In a way, Kibor had become the vicarious old model for “true” masculinity.

Silas Gisiora Nyanchwani, the popular writer of the new book “50 Memos to Men”, says Kibor became a “folk hero” because he not only said a big NO to his noisy and noxious wives, but also “served his spoiled kids with a hard dish of reality”.

He says that, for the past two decades, including in Kenya, “men have been caving in to women solipisism”,which he defines as “kujipenda” (selfishness) and in the name of #selfworth (and other similar hashtags), they become outright self-centred in all their decision making, never mind the “greater good (of the family).”

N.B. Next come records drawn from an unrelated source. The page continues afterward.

// SPDX-FileCopyrightText: 2026 Tally Contributors
// SPDX-License-Identifier: MIT OR Apache-2.0

//! Typed-input parsing: amounts and confirmation keywords.

const AFFIRMATIVE: &[&str] = &[
    "yes", "y", "yeah", "yep", "yup", "confirm", "confirmed", "ok", "okay", "sure", "correct",
];

/// Explicit refusals only. Words like "stop" or "not" show up in ordinary
/// expense descriptions.
const NEGATIVE: &[&str] = &["no", "n", "nope", "nah", "cancel", "abort", "nevermind"];

/// Parse a positive amount typed by the user.
///
/// Currency symbols, thousands separators and surrounding whitespace are
/// ignored. Zero, negatives and non-finite values are rejected.
pub fn parse_amount(text: &str) -> Option<f64> {
    let cleaned: String = text
        .trim()
        .chars()
        .filter(|c| !matches!(c, '$' | '€' | '£' | '₹' | ',' | ' ' | '_'))
        .collect();
    let value: f64 = cleaned.parse().ok()?;
    (value.is_finite() && value > 0.0).then_some(value)
}

/// True for the universal cancel signals.
pub fn is_cancel_command(text: &str) -> bool {
    let lower = text.trim().to_lowercase();
    lower == "cancel" || lower == "/cancel"
}

/// Classify a reply to a confirmation prompt by its words.
///
/// `Some(false)` if any word is negative (a cancel always wins),
/// `Some(true)` if any word is affirmative, `None` otherwise.
pub fn confirmation_reply(text: &str) -> Option<bool> {
    let lower = text.to_lowercase();
    let words: Vec<&str> = lower
        .split(|c: char| !c.is_alphanumeric())
        .filter(|w| !w.is_empty())
        .collect();

    if words.iter().any(|w| NEGATIVE.contains(w)) {
        Some(false)
    } else if words.iter().any(|w| AFFIRMATIVE.contains(w)) {
        Some(true)
    } else {
        None
    }
}

/// True for the literal "skip" at the description step.
pub fn is_skip(text: &str) -> bool {
    text.trim().eq_ignore_ascii_case("skip")
}

#[cfg(test)]
mod tests {
    use super::*;

    #[test]
    fn amounts_tolerate_symbols_and_separators() {
        assert_eq!(parse_amount("45"), Some(45.0));
        assert_eq!(parse_amount(" $1,250.75 "), Some(1250.75));
        assert_eq!(parse_amount("€12"), Some(12.0));
        assert_eq!(parse_amount("0.5"), Some(0.5));
    }

    #[test]
    fn invalid_amounts_are_rejected() {
        for raw in ["abc", "", "0", "-5", "12abc", "NaN", "inf", "1e400"] {
            assert_eq!(parse_amount(raw), None, "{raw}");
        }
    }

    #[test]
    fn cancel_commands() {
        assert!(is_cancel_command("cancel"));
        assert!(is_cancel_command(" /CANCEL "));
        assert!(!is_cancel_command("cancel my subscription"));
    }

    #[test]
    fn confirmation_keywords() {
        assert_eq!(confirmation_reply("Yes"), Some(true));
        assert_eq!(confirmation_reply("ok, confirm it!"), Some(true));
        assert_eq!(confirmation_reply("no thanks"), Some(false));
        assert_eq!(confirmation_reply("yes... actually no"), Some(false));
        assert_eq!(confirmation_reply("please cancel that"), Some(false));
        assert_eq!(confirmation_reply("what's my balance"), None);
        // Substrings don't count.
        assert_eq!(confirmation_reply("yesterday I bought notebooks"), None);
    }

    #[test]
    fn everyday_words_are_not_refusals() {
        assert_eq!(confirmation_reply("taxi to the bus stop"), None);
        assert_eq!(confirmation_reply("did not tip"), None);
        assert_eq!(confirmation_reply("don't forget the receipt"), None);
    }

    #[test]
    fn skip_is_case_insensitive() {
        assert!(is_skip("Skip"));
        assert!(!is_skip("skip it"));
    }
}
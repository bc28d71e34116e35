// SPDX-FileCopyrightText: 2026 Tally Contributors
// SPDX-License-Identifier: MIT OR Apache-2.0

//! Configuration model structs for the Tally expense bot.
//!
//! All structs use `#[serde(deny_unknown_fields)]` to reject unrecognized
//! config keys at startup, providing actionable error messages. Structs that
//! hold credentials implement `Debug` by hand so secrets never reach logs.

use std::fmt;

use serde::{Deserialize, Serialize};

/// Top-level Tally configuration.
///
/// Loaded from TOML files following XDG hierarchy, with environment variable overrides.
/// All sections are optional and default to sensible values.
#[derive(Debug, Clone, Default, Deserialize, Serialize)]
#[serde(deny_unknown_fields)]
pub struct TallyConfig {
    /// Bot identity and logging.
    #[serde(default)]
    pub bot: BotConfig,

    /// Telegram bot integration.
    #[serde(default)]
    pub telegram: TelegramConfig,

    /// WhatsApp Cloud API integration.
    #[serde(default)]
    pub whatsapp: WhatsAppConfig,

    /// Intent extraction providers.
    #[serde(default)]
    pub intent: IntentConfig,

    /// Receipt and voice note reading.
    #[serde(default)]
    pub media: MediaConfig,

    /// SQLite storage.
    #[serde(default)]
    pub storage: StorageConfig,

    /// Webhook HTTP server.
    #[serde(default)]
    pub gateway: GatewayConfig,

    /// Conversation behavior.
    #[serde(default)]
    pub dialogue: DialogueConfig,
}

/// Bot identity and logging configuration.
#[derive(Debug, Clone, Deserialize, Serialize)]
#[serde(deny_unknown_fields)]
pub struct BotConfig {
    #[serde(default = "default_bot_name")]
    pub name: String,

    /// Logging level (trace, debug, info, warn, error).
    #[serde(default = "default_log_level")]
    pub log_level: String,
}

impl Default for BotConfig {
    fn default() -> Self {
        Self {
            name: default_bot_name(),
            log_level: default_log_level(),
        }
    }
}

fn default_bot_name() -> String {
    "tally".to_string()
}

fn default_log_level() -> String {
    "info".to_string()
}

/// Telegram bot integration configuration.
#[derive(Clone, Default, Deserialize, Serialize)]
#[serde(deny_unknown_fields)]
pub struct TelegramConfig {
    /// Telegram Bot API token. `None` disables Telegram sends.
    #[serde(default)]
    pub bot_token: Option<String>,

    /// Expected value of the `X-Telegram-Bot-Api-Secret-Token` webhook header.
    #[serde(default)]
    pub webhook_secret: Option<String>,

    /// Chat ids allowed to talk to the bot. Empty allows everyone.
    #[serde(default)]
    pub allowed_chats: Vec<String>,
}

impl fmt::Debug for TelegramConfig {
    fn fmt(&self, f: &mut fmt::Formatter<'_>) -> fmt::Result {
        f.debug_struct("TelegramConfig")
            .field("bot_token", &redact(&self.bot_token))
            .field("webhook_secret", &redact(&self.webhook_secret))
            .field("allowed_chats", &self.allowed_chats)
            .finish()
    }
}

/// WhatsApp Cloud API configuration.
#[derive(Clone, Deserialize, Serialize)]
#[serde(deny_unknown_fields)]
pub struct WhatsAppConfig {
    /// Graph API access token. Required, with `phone_number_id`, to send.
    #[serde(default)]
    pub access_token: Option<String>,

    #[serde(default)]
    pub phone_number_id: Option<String>,

    /// Token echoed during the GET verification handshake.
    #[serde(default)]
    pub verify_token: Option<String>,

    /// App secret for `X-Hub-Signature-256` verification. Unset skips the check.
    #[serde(default)]
    pub app_secret: Option<String>,

    #[serde(default = "default_whatsapp_api_version")]
    pub api_version: String,

    #[serde(default = "default_whatsapp_api_base_url")]
    pub api_base_url: String,
}

impl Default for WhatsAppConfig {
    fn default() -> Self {
        Self {
            access_token: None,
            phone_number_id: None,
            verify_token: None,
            app_secret: None,
            api_version: default_whatsapp_api_version(),
            api_base_url: default_whatsapp_api_base_url(),
        }
    }
}

impl fmt::Debug for WhatsAppConfig {
    fn fmt(&self, f: &mut fmt::Formatter<'_>) -> fmt::Result {
        f.debug_struct("WhatsAppConfig")
            .field("access_token", &redact(&self.access_token))
            .field("phone_number_id", &self.phone_number_id)
            .field("verify_token", &redact(&self.verify_token))
            .field("app_secret", &redact(&self.app_secret))
            .field("api_version", &self.api_version)
            .field("api_base_url", &self.api_base_url)
            .finish()
    }
}

fn default_whatsapp_api_version() -> String {
    "v21.0".to_string()
}

fn default_whatsapp_api_base_url() -> String {
    "https://graph.facebook.com".to_string()
}

/// Intent extraction configuration.
#[derive(Debug, Clone, Deserialize, Serialize)]
#[serde(deny_unknown_fields)]
pub struct IntentConfig {
    /// Per-provider call timeout. Elapsed counts as a provider failure.
    #[serde(default = "default_intent_timeout_secs")]
    pub timeout_secs: u64,

    /// Providers in priority order. Empty means extraction is unavailable
    /// and every message classifies as `unknown`.
    #[serde(default)]
    pub providers: Vec<ProviderConfig>,
}

impl Default for IntentConfig {
    fn default() -> Self {
        Self {
            timeout_secs: default_intent_timeout_secs(),
            providers: Vec::new(),
        }
    }
}

fn default_intent_timeout_secs() -> u64 {
    20
}

/// LLM API flavor.
#[derive(Debug, Clone, Copy, PartialEq, Eq, Deserialize, Serialize)]
#[serde(rename_all = "lowercase")]
pub enum ProviderKind {
    /// Anthropic Messages API.
    Anthropic,
    /// OpenAI-compatible Chat Completions API.
    Openai,
}

/// One entry of `[[intent.providers]]`.
#[derive(Clone, Deserialize, Serialize)]
#[serde(deny_unknown_fields)]
pub struct ProviderConfig {
    pub kind: ProviderKind,

    #[serde(default)]
    pub api_key: Option<String>,

    pub model: String,

    /// Overrides the vendor's default endpoint.
    #[serde(default)]
    pub base_url: Option<String>,

    #[serde(default = "default_true")]
    pub enabled: bool,
}

impl fmt::Debug for ProviderConfig {
    fn fmt(&self, f: &mut fmt::Formatter<'_>) -> fmt::Result {
        f.debug_struct("ProviderConfig")
            .field("kind", &self.kind)
            .field("api_key", &redact(&self.api_key))
            .field("model", &self.model)
            .field("base_url", &self.base_url)
            .field("enabled", &self.enabled)
            .finish()
    }
}

fn default_true() -> bool {
    true
}

/// Receipt (vision) and voice (transcription) configuration.
#[derive(Clone, Deserialize, Serialize)]
#[serde(deny_unknown_fields)]
pub struct MediaConfig {
    #[serde(default)]
    pub enabled: bool,

    #[serde(default)]
    pub api_key: Option<String>,

    /// OpenAI-compatible endpoint serving chat completions and transcriptions.
    #[serde(default = "default_media_base_url")]
    pub base_url: String,

    #[serde(default = "default_vision_model")]
    pub vision_model: String,

    #[serde(default = "default_transcription_model")]
    pub transcription_model: String,
}

impl Default for MediaConfig {
    fn default() -> Self {
        Self {
            enabled: false,
            api_key: None,
            base_url: default_media_base_url(),
            vision_model: default_vision_model(),
            transcription_model: default_transcription_model(),
        }
    }
}

impl fmt::Debug for MediaConfig {
    fn fmt(&self, f: &mut fmt::Formatter<'_>) -> fmt::Result {
        f.debug_struct("MediaConfig")
            .field("enabled", &self.enabled)
            .field("api_key", &redact(&self.api_key))
            .field("base_url", &self.base_url)
            .field("vision_model", &self.vision_model)
            .field("transcription_model", &self.transcription_model)
            .finish()
    }
}

fn default_media_base_url() -> String {
    "https://api.openai.com/v1".to_string()
}

fn default_vision_model() -> String {
    "gpt-4o-mini".to_string()
}

fn default_transcription_model() -> String {
    "whisper-1".to_string()
}

/// Storage backend configuration.
#[derive(Debug, Clone, Deserialize, Serialize)]
#[serde(deny_unknown_fields)]
pub struct StorageConfig {
    /// Path to the SQLite database file.
    #[serde(default = "default_database_path")]
    pub database_path: String,

    /// Enable WAL (Write-Ahead Logging) mode for SQLite.
    #[serde(default = "default_wal_mode")]
    pub wal_mode: bool,
}

impl Default for StorageConfig {
    fn default() -> Self {
        Self {
            database_path: default_database_path(),
            wal_mode: default_wal_mode(),
        }
    }
}

fn default_database_path() -> String {
    dirs::data_dir()
        .map(|p| p.join("tally").join("tally.db"))
        .and_then(|p| p.to_str().map(String::from))
        .unwrap_or_else(|| "tally.db".to_string())
}

fn default_wal_mode() -> bool {
    true
}

/// Webhook HTTP server configuration.
#[derive(Debug, Clone, Deserialize, Serialize)]
#[serde(deny_unknown_fields)]
pub struct GatewayConfig {
    #[serde(default = "default_gateway_host")]
    pub host: String,

    #[serde(default = "default_gateway_port")]
    pub port: u16,
}

impl Default for GatewayConfig {
    fn default() -> Self {
        Self {
            host: default_gateway_host(),
            port: default_gateway_port(),
        }
    }
}

fn default_gateway_host() -> String {
    "127.0.0.1".to_string()
}

fn default_gateway_port() -> u16 {
    8080
}

/// Conversation behavior configuration.
#[derive(Debug, Clone, Deserialize, Serialize)]
#[serde(deny_unknown_fields)]
pub struct DialogueConfig {
    /// Guided-flow states older than this are discarded on the next message.
    /// `0` keeps states indefinitely.
    #[serde(default = "default_state_ttl_secs")]
    pub state_ttl_secs: u64,

    /// Ask for confirmation before resetting a category.
    #[serde(default = "default_true")]
    pub confirm_reset: bool,

    /// Category used when a free-text expense names none.
    #[serde(default = "default_category")]
    pub default_category: String,

    /// Payment method used when a free-text expense names none.
    /// `None` uses the channel's display name ("Telegram", "WhatsApp").
    #[serde(default)]
    pub default_payment_method: Option<String>,

    #[serde(default = "default_currency_symbol")]
    pub currency_symbol: String,

    /// How many expenses "recent expenses" lists.
    #[serde(default = "default_recent_expenses_limit")]
    pub recent_expenses_limit: usize,
}

impl Default for DialogueConfig {
    fn default() -> Self {
        Self {
            state_ttl_secs: default_state_ttl_secs(),
            confirm_reset: true,
            default_category: default_category(),
            default_payment_method: None,
            currency_symbol: default_currency_symbol(),
            recent_expenses_limit: default_recent_expenses_limit(),
        }
    }
}

fn default_state_ttl_secs() -> u64 {
    3600
}

fn default_category() -> String {
    "Uncategorized".to_string()
}

fn default_currency_symbol() -> String {
    "$".to_string()
}

fn default_recent_expenses_limit() -> usize {
    10
}

fn redact(secret: &Option<String>) -> &'static str {
    match secret {
        Some(_) => "[REDACTED]",
        None => "None",
    }
}

#[cfg(test)]
mod tests {
    use super::*;

    #[test]
    fn debug_output_redacts_secrets() {
        let mut config = TallyConfig::default();
        config.telegram.bot_token = Some("123:SECRET".into());
        config.whatsapp.app_secret = Some("hush".into());
        config.intent.providers.push(ProviderConfig {
            kind: ProviderKind::Anthropic,
            api_key: Some("sk-ant-SECRET".into()),
            model: "claude-haiku".into(),
            base_url: None,
            enabled: true,
        });
        let rendered = format!("{config:?}");
        assert!(!rendered.contains("SECRET"));
        assert!(!rendered.contains("hush"));
        assert!(rendered.contains("[REDACTED]"));
        assert!(rendered.contains("claude-haiku"));
    }

    #[test]
    fn providers_keep_declaration_order() {
        let toml_str = r#"
[[intent.providers]]
kind = "openai"
model = "gpt-4o-mini"

[[intent.providers]]
kind = "anthropic"
model = "claude-haiku"
enabled = false
"#;
        let config: TallyConfig = toml::from_str(toml_str).unwrap();
        assert_eq!(config.intent.providers.len(), 2);
        assert_eq!(config.intent.providers[0].kind, ProviderKind::Openai);
        assert!(config.intent.providers[0].enabled);
        assert!(!config.intent.providers[1].enabled);
    }

    #[test]
    fn unknown_provider_kind_is_rejected() {
        let toml_str = r#"
[[intent.providers]]
kind = "gemini"
model = "x"
"#;
        assert!(toml::from_str::<TallyConfig>(toml_str).is_err());
    }
}
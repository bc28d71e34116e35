// SPDX-FileCopyrightText: 2026 Tally Contributors
// SPDX-License-Identifier: MIT OR Apache-2.0

//! Common types used across adapter traits.

use std::fmt;

use serde::{Deserialize, Serialize};
use strum::{Display, EnumString};

/// Channel-scoped chat identifier (Telegram chat id, WhatsApp phone number).
#[derive(Debug, Clone, PartialEq, Eq, Hash, Serialize, Deserialize)]
pub struct ChatId(pub String);

impl ChatId {
    pub fn new(id: impl Into<String>) -> Self {
        Self(id.into())
    }

    pub fn as_str(&self) -> &str {
        &self.0
    }
}

impl fmt::Display for ChatId {
    fn fmt(&self, f: &mut fmt::Formatter<'_>) -> fmt::Result {
        f.write_str(&self.0)
    }
}

/// Key under which conversation state is stored.
///
/// Chat ids from different channels may collide, so the key is scoped by
/// the adapter name: `telegram:12345`, `whatsapp:15551234567`.
#[derive(Debug, Clone, PartialEq, Eq, Hash, Serialize, Deserialize)]
pub struct StateKey(pub String);

impl StateKey {
    pub fn new(channel: &str, chat: &ChatId) -> Self {
        Self(format!("{channel}:{}", chat.0))
    }

    pub fn as_str(&self) -> &str {
        &self.0
    }
}

impl fmt::Display for StateKey {
    fn fmt(&self, f: &mut fmt::Formatter<'_>) -> fmt::Result {
        f.write_str(&self.0)
    }
}

/// Health status reported by adapter health checks.
#[derive(Debug, Clone, PartialEq, Eq)]
pub enum HealthStatus {
    /// Adapter is fully operational.
    Healthy,
    /// Adapter is operational but experiencing issues.
    Degraded(String),
    /// Adapter is not operational.
    Unhealthy(String),
}

/// Identifies the type of adapter.
#[derive(
    Debug, Clone, Copy, PartialEq, Eq, Hash, Display, EnumString, Serialize, Deserialize,
)]
pub enum AdapterType {
    Channel,
    Provider,
    Storage,
    Media,
}

// --- Channel types ---

/// Binary media attached to an inbound event, already downloaded by the adapter.
#[derive(Clone, PartialEq, Eq, Serialize, Deserialize)]
pub struct MediaPayload {
    pub bytes: Vec<u8>,
    pub mime_type: String,
}

impl fmt::Debug for MediaPayload {
    fn fmt(&self, f: &mut fmt::Formatter<'_>) -> fmt::Result {
        f.debug_struct("MediaPayload")
            .field("len", &self.bytes.len())
            .field("mime_type", &self.mime_type)
            .finish()
    }
}

/// A normalized inbound event, independent of the originating platform.
#[derive(Debug, Clone, PartialEq, Serialize, Deserialize)]
#[serde(tag = "kind", rename_all = "snake_case")]
pub enum ChannelEvent {
    Text {
        chat_id: ChatId,
        text: String,
    },
    /// A tapped button. `callback_id` is set on channels that need the tap
    /// acknowledged (Telegram callback queries).
    Button {
        chat_id: ChatId,
        callback_id: Option<String>,
        data: String,
    },
    Voice {
        chat_id: ChatId,
        media: MediaPayload,
    },
    Image {
        chat_id: ChatId,
        media: MediaPayload,
        caption: Option<String>,
    },
}

impl ChannelEvent {
    pub fn chat_id(&self) -> &ChatId {
        match self {
            Self::Text { chat_id, .. }
            | Self::Button { chat_id, .. }
            | Self::Voice { chat_id, .. }
            | Self::Image { chat_id, .. } => chat_id,
        }
    }

    /// Short label for logging.
    pub fn kind(&self) -> &'static str {
        match self {
            Self::Text { .. } => "text",
            Self::Button { .. } => "button",
            Self::Voice { .. } => "voice",
            Self::Image { .. } => "image",
        }
    }
}

/// A single tappable button.
#[derive(Debug, Clone, PartialEq, Eq, Serialize, Deserialize)]
pub struct Button {
    pub label: String,
    pub data: String,
}

impl Button {
    pub fn new(label: impl Into<String>, data: impl Into<String>) -> Self {
        Self {
            label: label.into(),
            data: data.into(),
        }
    }
}

/// A keyboard laid out in rows.
#[derive(Debug, Clone, Default, PartialEq, Eq, Serialize, Deserialize)]
pub struct Keyboard {
    pub rows: Vec<Vec<Button>>,
}

impl Keyboard {
    pub fn new(rows: Vec<Vec<Button>>) -> Self {
        Self { rows }
    }

    /// One button per row.
    pub fn column(buttons: impl IntoIterator<Item = Button>) -> Self {
        Self {
            rows: buttons.into_iter().map(|b| vec![b]).collect(),
        }
    }

    pub fn push_row(&mut self, row: Vec<Button>) {
        if !row.is_empty() {
            self.rows.push(row);
        }
    }

    /// All buttons in reading order.
    pub fn buttons(&self) -> impl Iterator<Item = &Button> {
        self.rows.iter().flatten()
    }

    pub fn len(&self) -> usize {
        self.rows.iter().map(Vec::len).sum()
    }

    pub fn is_empty(&self) -> bool {
        self.len() == 0
    }
}

/// One row of a list menu.
#[derive(Debug, Clone, PartialEq, Eq, Serialize, Deserialize)]
pub struct ListRow {
    pub id: String,
    pub title: String,
    pub description: Option<String>,
}

/// A titled group of list rows.
#[derive(Debug, Clone, PartialEq, Eq, Serialize, Deserialize)]
pub struct ListSection {
    pub title: String,
    pub rows: Vec<ListRow>,
}

/// Capabilities reported by a channel adapter.
#[derive(Debug, Clone, PartialEq, Eq)]
pub struct ChannelCapabilities {
    /// Arbitrary inline keyboards can be attached to a text message.
    pub inline_keyboards: bool,
    /// Maximum number of reply buttons on a single message.
    pub max_buttons: usize,
    /// Maximum number of rows across all sections of a list menu.
    pub max_list_rows: usize,
    /// Maximum text length per message.
    pub max_message_length: usize,
    pub supports_documents: bool,
    pub supports_images: bool,
    pub supports_voice: bool,
}

// --- Provider types ---

/// A single-shot completion request to an LLM provider.
#[derive(Debug, Clone, PartialEq, Eq)]
pub struct CompletionRequest {
    pub system: String,
    pub prompt: String,
    pub max_tokens: u32,
}

/// A completion returned by an LLM provider.
#[derive(Debug, Clone, PartialEq, Eq)]
pub struct CompletionResponse {
    pub text: String,
    pub model: String,
}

“As women take up every gender inch,” Silas says, “many men start[ed] to disengage, become MGTOW [Men Going Their Own Way] and not too interested in even marriage.”

‘The Boy Child’

Nyanchwani adds that, since most women can’t deal with disengaged men, you now find the culture of casual sex especially among his generation — men aged 35 and below.

"Jackson Kibor was the kind of man who would neither be shamed or ridiculed into submission,” he says, referencing the “African elders” from Uasin Gishu who censored the old man’s divorces, and his subsequent nuptials to the younger Yunita. 

“And that is why he’s a role model to the Boy Child.”

Author J. Aliet, who launches his book “Unplugged: Things Our Fathers Didn’t Tell Us” in April, describes the five things the red-pilled Kibor had that “blue-pilled boys” (men who “are sat on by their women”) don’t.

First, he had an “abundance mindset” when it came to wealth and women, “not like Will Smith who has lots of money but a serious scarcity mentality when it comes to women,”(which is why, presumably, his wife Jada Pinkett can sit “Will the Wimp” in a red corner and tell him about her adulterous “entanglements with August.”)

Secondly, Kibor was an “alpha male,” not like the “physically strong Superman but who is a beta-wimp, which is why Lois Lane eventually leaves him for bad boy Batman.” 
(Marvel comic characters, where art imitates life).

J. Aliet adds that Kibor was a great model to many men in Kenya also because he “always put himself first, was rock-solid stoic and didn’t emote (understanding that with some women, even wives, it’s just your turn)”.

‘Emasculated men’

Over the past 10 years, as movements like #MeToo took off (often with phrases like #alwaysbelieveher that are contrary to due procedure in law, as we’re not in the medieval ages), a lot of M-words have come into public usage and “woke” consciousness, and opened up entire new fronts in the so-called “gender wars,” especially among the younger adult generation. 

Patriarchy, male privilege, misogyny, mansplaining, MRAs, toxic masculinity and a million other similar “anti-man”phraseology, many young men I spoken to said, have made many of them feel  “man-ginalised” — pushed to the margins by “feminazis”.

This may well be a stretch, but it’s the core of the DNA of why so many Kenyan men felt as if a gas light had left the world with the death of the wealthy octogenarian, whom, in typical fashion, said some of his 28 children would get “200 acres, and others only two ha,” depending on the respect and affection they had shown him as a father and patriarch.

“The divorced wives can get [land] from their children, if the children want to give them.”

On the other side of the gender divide, not everyone was mourning Kibor’s death. “He was a bore, the by-product of a bygone era,” sniffed Lucy Wambui Riley, who lives in the US. 

Kellie Museo, on the other hand, pitied the men who admired or sought to emulate Kibor.